The CASH problem has been widely studied in the context of automated configurations of machine learning (ML) pipelines and various solvers and toolkits are available. However, CASH solvers do not directly handle black-box constraints such as fairness, robustness or other domain-specific custom constraints. We present our recent approach [Liu, et al., 2020] that leverages the ADMM optimization framework to decompose CASH into multiple small problems and demonstrate how ADMM facilitates incorporation of black-box constraints.

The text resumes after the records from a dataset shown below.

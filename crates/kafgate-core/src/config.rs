//! Bridge configuration with layered loading.
//!
//! Configuration is YAML; environment variables prefixed with `KAFGATE_`
//! override file settings (`KAFGATE_SERVER__HTTP__PORT=9000`).

use std::path::Path;
use std::time::Duration;

use figment::providers::{Env, Format, Yaml};
use figment::Figment;
use serde::Deserialize;

use crate::error::ConnectorError;
use crate::serializer::SerializerRegistry;

/// Top-level bridge configuration.
#[derive(Debug, Clone, Deserialize)]
pub struct BridgeConfig {
    /// Configuration schema version.
    #[serde(default)]
    pub version: String,

    /// Server settings.
    #[serde(default)]
    pub server: ServerConfig,

    /// Prometheus metrics endpoint; disabled when absent.
    #[serde(default)]
    pub metrics: Option<MetricsConfig>,

    /// Broker connection settings.
    pub kafka: KafkaConfig,

    /// Endpoint definitions binding routes to topic pairs.
    #[serde(default)]
    pub endpoints: Vec<EndpointConfig>,
}

/// Server settings.
#[derive(Debug, Clone, Default, Deserialize)]
pub struct ServerConfig {
    /// HTTP listener settings.
    #[serde(default)]
    pub http: HttpConfig,
}

/// HTTP listener settings.
#[derive(Debug, Clone, Deserialize)]
pub struct HttpConfig {
    #[serde(default = "default_http_host")]
    pub host: String,

    #[serde(default = "default_http_port")]
    pub port: u16,

    /// Time to wait for in-flight requests during shutdown, in
    /// milliseconds.
    #[serde(default, rename = "shutdownTimeout")]
    pub shutdown_timeout: Option<u64>,
}

impl HttpConfig {
    /// The `host:port` address to bind.
    #[must_use]
    pub fn address(&self) -> String {
        format!("{}:{}", self.host, self.port)
    }

    /// The shutdown drain deadline (default 10 s). Connections still
    /// open past it are dropped.
    #[must_use]
    pub fn shutdown_timeout(&self) -> Duration {
        Duration::from_millis(self.shutdown_timeout.unwrap_or(10_000))
    }
}

impl Default for HttpConfig {
    fn default() -> Self {
        Self {
            host: default_http_host(),
            port: default_http_port(),
            shutdown_timeout: None,
        }
    }
}

fn default_http_host() -> String {
    "0.0.0.0".to_owned()
}

const fn default_http_port() -> u16 {
    8080
}

/// Prometheus metrics endpoint settings.
#[derive(Debug, Clone, Deserialize)]
pub struct MetricsConfig {
    #[serde(default = "default_metrics_host")]
    pub host: String,

    #[serde(default = "default_metrics_port")]
    pub port: u16,
}

impl MetricsConfig {
    #[must_use]
    pub fn address(&self) -> String {
        format!("{}:{}", self.host, self.port)
    }
}

fn default_metrics_host() -> String {
    "127.0.0.1".to_owned()
}

const fn default_metrics_port() -> u16 {
    9090
}

/// Broker connection settings.
#[derive(Debug, Clone, Deserialize)]
#[serde(rename_all = "camelCase")]
pub struct KafkaConfig {
    /// Broker bootstrap address.
    pub kafka_url: String,

    /// Producer batch size; the client default applies when absent.
    #[serde(default)]
    pub batch_size: Option<u32>,

    /// Producer batch linger in milliseconds.
    #[serde(default)]
    pub batch_timeout: Option<u64>,

    /// How long a pending request waits for its reply, in milliseconds.
    #[serde(default)]
    pub reply_timeout: Option<u64>,
}

impl KafkaConfig {
    /// The pending-reply TTL (default 30 s).
    #[must_use]
    pub fn reply_timeout(&self) -> Duration {
        Duration::from_millis(self.reply_timeout.unwrap_or(30_000))
    }
}

/// One configured route binding an HTTP path/method to a topic pair.
#[derive(Debug, Clone, Deserialize)]
pub struct EndpointConfig {
    /// gRPC endpoints are carried in the config but not served.
    #[serde(default, rename = "grpc")]
    pub is_grpc: bool,

    /// Route path, axum capture syntax (`/orders/{id}`).
    pub path: String,

    /// HTTP method; GET when absent.
    #[serde(default)]
    pub method: Option<String>,

    /// Serializer selector for the outbound envelope.
    #[serde(rename = "dataType")]
    pub data_type: String,

    /// Downstream hint: forward the raw payload without envelope
    /// transformation. Carried on the wire; the core never branches on it.
    #[serde(default)]
    pub passthrough: bool,

    /// Topic pair for this endpoint.
    pub kafka: EndpointKafkaConfig,
}

impl EndpointConfig {
    /// The HTTP method to bind, defaulting to GET.
    #[must_use]
    pub fn http_method(&self) -> &str {
        self.method.as_deref().filter(|m| !m.is_empty()).unwrap_or("GET")
    }
}

/// Topic pair for one endpoint.
#[derive(Debug, Clone, Deserialize)]
#[serde(rename_all = "camelCase")]
pub struct EndpointKafkaConfig {
    /// Outbound topic.
    pub topic: String,

    /// Outbound partition.
    #[serde(default)]
    pub partition: i32,

    /// Reply topic; `<topic>-reply` when absent.
    #[serde(default)]
    pub reply_topic: Option<String>,

    /// Reply partition.
    #[serde(default)]
    pub reply_partition: i32,
}

impl EndpointKafkaConfig {
    /// The effective reply topic.
    #[must_use]
    pub fn reply_topic(&self) -> String {
        match self.reply_topic.as_deref().filter(|t| !t.is_empty()) {
            Some(topic) => topic.to_owned(),
            None => format!("{}-reply", self.topic),
        }
    }
}

const KNOWN_METHODS: &[&str] = &[
    "GET", "POST", "PUT", "DELETE", "PATCH", "HEAD", "OPTIONS", "TRACE",
];

impl BridgeConfig {
    /// Loads configuration from the given YAML file, with `KAFGATE_`
    /// environment overrides applied on top.
    pub fn load_from(path: impl AsRef<Path>) -> Result<Self, ConnectorError> {
        let path = path.as_ref();

        if !path.exists() {
            return Err(ConnectorError::Config(format!(
                "configuration file not found: {}",
                path.display()
            )));
        }

        Figment::new()
            .merge(Yaml::file(path))
            .merge(Env::prefixed("KAFGATE_").split("__").lowercase(false))
            .extract::<Self>()
            .map_err(|err| ConnectorError::Config(err.to_string()))
    }

    /// Parses configuration from a YAML string.
    pub fn parse(content: &str) -> Result<Self, ConnectorError> {
        Figment::new()
            .merge(Yaml::string(content))
            .extract::<Self>()
            .map_err(|err| ConnectorError::Config(err.to_string()))
    }

    /// Validates the configuration against the serializer registry.
    ///
    /// Catches at startup what would otherwise fail per-request: unknown
    /// data types, unusable methods, empty topics.
    pub fn validate(&self, serializers: &SerializerRegistry) -> Result<(), ConnectorError> {
        if self.kafka.kafka_url.is_empty() {
            return Err(ConnectorError::Config("kafka.kafkaUrl must be set".into()));
        }

        if self.endpoints.is_empty() {
            return Err(ConnectorError::Config(
                "at least one endpoint must be configured".into(),
            ));
        }

        for endpoint in &self.endpoints {
            if endpoint.path.is_empty() {
                return Err(ConnectorError::Config("endpoint path must be set".into()));
            }
            if endpoint.kafka.topic.is_empty() {
                return Err(ConnectorError::Config(format!(
                    "endpoint {}: kafka.topic must be set",
                    endpoint.path
                )));
            }
            if !serializers.contains(&endpoint.data_type) {
                return Err(ConnectorError::Config(format!(
                    "endpoint {}: unknown dataType '{}' (registered: {})",
                    endpoint.path,
                    endpoint.data_type,
                    serializers.type_names().join(", ")
                )));
            }
            let method = endpoint.http_method().to_ascii_uppercase();
            if !KNOWN_METHODS.contains(&method.as_str()) {
                return Err(ConnectorError::Config(format!(
                    "endpoint {}: unsupported method '{}'",
                    endpoint.path, method
                )));
            }
        }

        Ok(())
    }
}

#[cfg(test)]
mod tests {
    use super::*;
    use crate::error::ErrorKind;

    const FULL: &str = r#"
version: "1"
server:
  http:
    host: "127.0.0.1"
    port: 9000
    shutdownTimeout: 5000
kafka:
  kafkaUrl: "localhost:9092"
  batchSize: 50
  batchTimeout: 10
  replyTimeout: 5000
endpoints:
  - path: "/echo"
    method: "POST"
    dataType: "json"
    kafka:
      topic: "in"
      replyTopic: "out"
  - grpc: true
    path: "/grpc-only"
    dataType: "json"
    kafka:
      topic: "svc"
"#;

    #[test]
    fn parses_full_config() {
        let config = BridgeConfig::parse(FULL).unwrap();

        assert_eq!(config.version, "1");
        assert_eq!(config.server.http.address(), "127.0.0.1:9000");
        assert_eq!(
            config.server.http.shutdown_timeout(),
            Duration::from_millis(5000)
        );
        assert_eq!(config.kafka.kafka_url, "localhost:9092");
        assert_eq!(config.kafka.batch_size, Some(50));
        assert_eq!(config.kafka.reply_timeout(), Duration::from_millis(5000));
        assert_eq!(config.endpoints.len(), 2);

        let echo = &config.endpoints[0];
        assert!(!echo.is_grpc);
        assert_eq!(echo.http_method(), "POST");
        assert_eq!(echo.kafka.reply_topic(), "out");
        assert_eq!(echo.kafka.partition, 0);

        assert!(config.endpoints[1].is_grpc);
    }

    #[test]
    fn defaults() {
        let config = BridgeConfig::parse(
            r#"
kafka:
  kafkaUrl: "localhost:9092"
endpoints:
  - path: "/a"
    dataType: "json"
    kafka:
      topic: "svcA"
"#,
        )
        .unwrap();

        assert_eq!(config.server.http.address(), "0.0.0.0:8080");
        assert_eq!(
            config.server.http.shutdown_timeout(),
            Duration::from_secs(10)
        );
        assert!(config.metrics.is_none());
        assert_eq!(config.kafka.reply_timeout(), Duration::from_secs(30));

        let endpoint = &config.endpoints[0];
        assert_eq!(endpoint.http_method(), "GET");
        assert!(!endpoint.passthrough);
        assert_eq!(endpoint.kafka.reply_topic(), "svcA-reply");
        assert_eq!(endpoint.kafka.reply_partition, 0);
    }

    #[test]
    fn empty_reply_topic_falls_back_to_derived_name() {
        let kafka = EndpointKafkaConfig {
            topic: "svcA".into(),
            partition: 0,
            reply_topic: Some(String::new()),
            reply_partition: 0,
        };
        assert_eq!(kafka.reply_topic(), "svcA-reply");
    }

    fn valid() -> BridgeConfig {
        BridgeConfig::parse(FULL).unwrap()
    }

    #[test]
    fn validate_accepts_good_config() {
        let registry = SerializerRegistry::with_builtins();
        valid().validate(&registry).unwrap();
    }

    #[test]
    fn validate_rejects_unknown_data_type() {
        let registry = SerializerRegistry::with_builtins();
        let mut config = valid();
        config.endpoints[0].data_type = "protobuf".into();

        let err = config.validate(&registry).unwrap_err();
        assert_eq!(err.kind(), ErrorKind::Config);
        assert!(err.to_string().contains("protobuf"));
    }

    #[test]
    fn validate_rejects_bad_method() {
        let registry = SerializerRegistry::with_builtins();
        let mut config = valid();
        config.endpoints[0].method = Some("FETCH".into());
        assert!(config.validate(&registry).is_err());
    }

    #[test]
    fn validate_rejects_empty_endpoints_and_url() {
        let registry = SerializerRegistry::with_builtins();

        let mut config = valid();
        config.endpoints.clear();
        assert!(config.validate(&registry).is_err());

        let mut config = valid();
        config.kafka.kafka_url.clear();
        assert!(config.validate(&registry).is_err());
    }

    #[test]
    fn missing_file_is_a_config_error() {
        let err = BridgeConfig::load_from("/nonexistent/kafgate.yaml").unwrap_err();
        assert_eq!(err.kind(), ErrorKind::Config);
    }
}
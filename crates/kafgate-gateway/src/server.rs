//! Route binding and request/reply translation.

use std::collections::HashMap;
use std::sync::Arc;

use axum::body::Body;
use axum::extract::{RawPathParams, Request};
use axum::http::{header, HeaderName, HeaderValue, Method, StatusCode};
use axum::response::{IntoResponse, Response};
use axum::routing::{get, on, MethodFilter};
use axum::{Json, Router};
use tokio_util::sync::CancellationToken;
use url::form_urlencoded;

use kafgate_connector::{Connector, Reply, SendOptions};
use kafgate_core::config::{BridgeConfig, EndpointConfig};
use kafgate_core::error::ConnectorError;
use kafgate_core::headers::{HTTP_HEADER_PREFIX, RESPONSE_CODE_HEADER};
use kafgate_core::message::{new_message_id, Message, DEFAULT_ID_BYTES, HTTP_ID_PREFIX, PORT_HTTP};

use crate::error::GatewayError;
use crate::metrics;

const DEFAULT_CONTENT_TYPE: &str = "application/octet-stream";

/// State carried by one bound route.
struct BridgeRoute {
    endpoint: EndpointConfig,
    connector: Arc<Connector>,
}

/// Runs the gateway until the cancellation token fires.
pub async fn run(
    config: &BridgeConfig,
    connector: Arc<Connector>,
    cancel: CancellationToken,
) -> Result<(), GatewayError> {
    let router = build_router(&config.endpoints, connector)?;

    if let Some(metrics_config) = &config.metrics {
        metrics::spawn_metrics_server(metrics_config.clone(), cancel.clone());
    }

    let address = config.server.http.address();
    let listener = tokio::net::TcpListener::bind(&address)
        .await
        .map_err(GatewayError::Io)?;

    tracing::info!(
        address = %address,
        endpoints = config.endpoints.len(),
        "gateway listening"
    );

    let cancel_serve = cancel.clone();
    let serve = async move {
        axum::serve(listener, router.into_make_service())
            .with_graceful_shutdown(async move { cancel_serve.cancelled().await })
            .await
    };

    // Bound the drain: connections still open past the deadline are
    // dropped rather than holding up the shutdown.
    let drain_deadline = config.server.http.shutdown_timeout();
    let deadline = async {
        cancel.cancelled().await;
        tokio::time::sleep(drain_deadline).await;
    };

    tokio::select! {
        result = serve => {
            result.map_err(GatewayError::Io)?;
            tracing::info!("gateway stopped");
        }
        () = deadline => {
            tracing::warn!(
                timeout_ms = drain_deadline.as_millis() as u64,
                "shutdown deadline exceeded, dropping open connections"
            );
        }
    }

    Ok(())
}

/// Builds the router: `/health` plus one route per non-gRPC endpoint.
pub fn build_router(
    endpoints: &[EndpointConfig],
    connector: Arc<Connector>,
) -> Result<Router, GatewayError> {
    let mut router = Router::new().route("/health", get(health_check));

    for endpoint in endpoints.iter().filter(|endpoint| !endpoint.is_grpc) {
        let filter = method_filter(endpoint.http_method())?;
        let route = Arc::new(BridgeRoute {
            endpoint: endpoint.clone(),
            connector: Arc::clone(&connector),
        });

        tracing::info!(
            path = %endpoint.path,
            method = endpoint.http_method(),
            topic = %endpoint.kafka.topic,
            reply_topic = %endpoint.kafka.reply_topic(),
            "binding endpoint"
        );

        router = router.route(
            &endpoint.path,
            on(filter, move |params: RawPathParams, request: Request| {
                let route = Arc::clone(&route);
                async move { handle_bridge(route, params, request).await }
            }),
        );
    }

    Ok(router.layer(metrics::MetricsLayer::new()))
}

async fn health_check() -> impl IntoResponse {
    Json(serde_json::json!({ "status": "healthy" }))
}

async fn handle_bridge(route: Arc<BridgeRoute>, params: RawPathParams, request: Request) -> Response {
    match bridge_request(route, params, request).await {
        Ok(response) => response,
        Err(err) => err.into_response(),
    }
}

/// The synchronous façade: publish the request envelope, then hold the
/// handler on the pending reply until exactly one outcome arrives.
async fn bridge_request(
    route: Arc<BridgeRoute>,
    params: RawPathParams,
    request: Request,
) -> Result<Response, GatewayError> {
    let (parts, body) = request.into_parts();

    let payload = axum::body::to_bytes(body, usize::MAX)
        .await
        .map_err(|err| GatewayError::BodyRead(err.to_string()))?;

    let variables: HashMap<String, String> = params
        .iter()
        .map(|(name, value)| (name.to_owned(), value.to_owned()))
        .collect();

    let message = build_message(&route.endpoint, &parts, variables, payload.to_vec());
    let opts = SendOptions::for_endpoint(&route.endpoint);

    tracing::debug!(
        id = %message.id,
        path = %message.path,
        topic = %opts.topic,
        "dispatching request"
    );

    let pending = route.connector.request_reply(&message, &opts).await?;
    let reply = pending.wait().await.map_err(|err| {
        tracing::error!(id = %message.id, error = %err, "reply failed");
        GatewayError::Connector(err)
    })?;

    Ok(reply_response(reply))
}

/// Translates one HTTP request into the outbound envelope.
fn build_message(
    endpoint: &EndpointConfig,
    parts: &http::request::Parts,
    variables: HashMap<String, String>,
    payload: Vec<u8>,
) -> Message {
    let mut headers = HashMap::new();
    for (name, value) in &parts.headers {
        if let Ok(text) = value.to_str() {
            // Multi-valued headers collapse to their first value.
            headers
                .entry(format!("{HTTP_HEADER_PREFIX}{name}"))
                .or_insert_with(|| text.to_owned());
        }
    }

    let mut parameters: HashMap<String, Vec<String>> = HashMap::new();
    if let Some(query) = parts.uri.query() {
        for (name, value) in form_urlencoded::parse(query.as_bytes()) {
            parameters
                .entry(name.into_owned())
                .or_default()
                .push(value.into_owned());
        }
    }

    Message {
        id: new_message_id(HTTP_ID_PREFIX, DEFAULT_ID_BYTES),
        data_type: endpoint.data_type.clone(),
        port: PORT_HTTP.to_owned(),
        path: parts.uri.path().to_owned(),
        variables,
        parameters,
        headers,
        payload,
    }
}

/// Translates a broker reply into the HTTP response: status from the
/// response-code header, passthrough headers with the prefix stripped,
/// payload as the body.
fn reply_response(reply: Reply) -> Response {
    let mut status = StatusCode::OK;
    if let Some(code) = reply.headers.get_str(RESPONSE_CODE_HEADER) {
        match code.parse::<u16>().ok().and_then(|c| StatusCode::from_u16(c).ok()) {
            Some(parsed) => status = parsed,
            None => {
                tracing::error!(value = %code, "ignoring unparseable reply status code");
            }
        }
    }

    let mut response = Response::new(Body::from(reply.payload));
    *response.status_mut() = status;

    for (name, value) in reply.headers.iter() {
        if let Some(stripped) = name.strip_prefix(HTTP_HEADER_PREFIX) {
            if let (Ok(header_name), Ok(header_value)) = (
                HeaderName::from_bytes(stripped.as_bytes()),
                HeaderValue::from_bytes(value.as_bytes()),
            ) {
                response.headers_mut().insert(header_name, header_value);
            }
        }
    }

    if !response.headers().contains_key(header::CONTENT_TYPE) {
        response.headers_mut().insert(
            header::CONTENT_TYPE,
            HeaderValue::from_static(DEFAULT_CONTENT_TYPE),
        );
    }

    response
}

fn method_filter(method: &str) -> Result<MethodFilter, GatewayError> {
    let method = Method::from_bytes(method.to_ascii_uppercase().as_bytes())
        .map_err(|err| ConnectorError::Config(format!("invalid method '{method}': {err}")))?;
    MethodFilter::try_from(method)
        .map_err(|err| GatewayError::Connector(ConnectorError::Config(err.to_string())))
}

Harnessing the Power of Serverless Runtimes for Large-Scale Optimization
Aytekin, Arda, Johansson, Mikael
The event-driven and elastic nature of serverless runtimes makes them a very efficient and cost-effective alternative for scaling up computations. So far, they have mostly been used for stateless, data parallel and ephemeral computations. In this work, we propose using serverless runtimes to solve generic, large-scale optimization problems. Specifically, we build a master-worker setup using AWS Lambda as the source of our workers, implement a parallel optimization algorithm to solve a regularized logistic regression problem, and show that relative speedups up to 256 workers and efficiencies above 70% up to 64 workers can be expected. We also identify possible algorithmic and system-level bottlenecks, propose improvements, and discuss the limitations and challenges in realizing these improvements.
A Flexible and Efficient Algorithmic Framework for Constrained Matrix and Tensor Factorization
Huang, Kejun, Sidiropoulos, Nicholas D., Liavas, Athanasios P.
We propose a general algorithmic framework for constrained matrix and tensor factorization, which is widely used in signal processing and machine learning. The new framework is a hybrid between alternating optimization (AO) and the alternating direction method of multipliers (ADMM): each matrix factor is updated in turn, using ADMM, hence the name AO-ADMM. This combination can naturally accommodate a great variety of constraints on the factor matrices, and almost all possible loss measures for the fitting. Computation caching and warm start strategies are used to ensure that each update is evaluated efficiently, while the outer AO framework exploits recent developments in block coordinate descent (BCD)-type methods which help ensure that every limit point is a stationary point, as well as faster and more robust convergence in practice. Three special cases are studied in detail: non-negative matrix/tensor factorization, constrained matrix/tensor completion, and dictionary learning. Extensive simulations and experiments with real data are used to showcase the effectiveness and broad applicability of the proposed framework.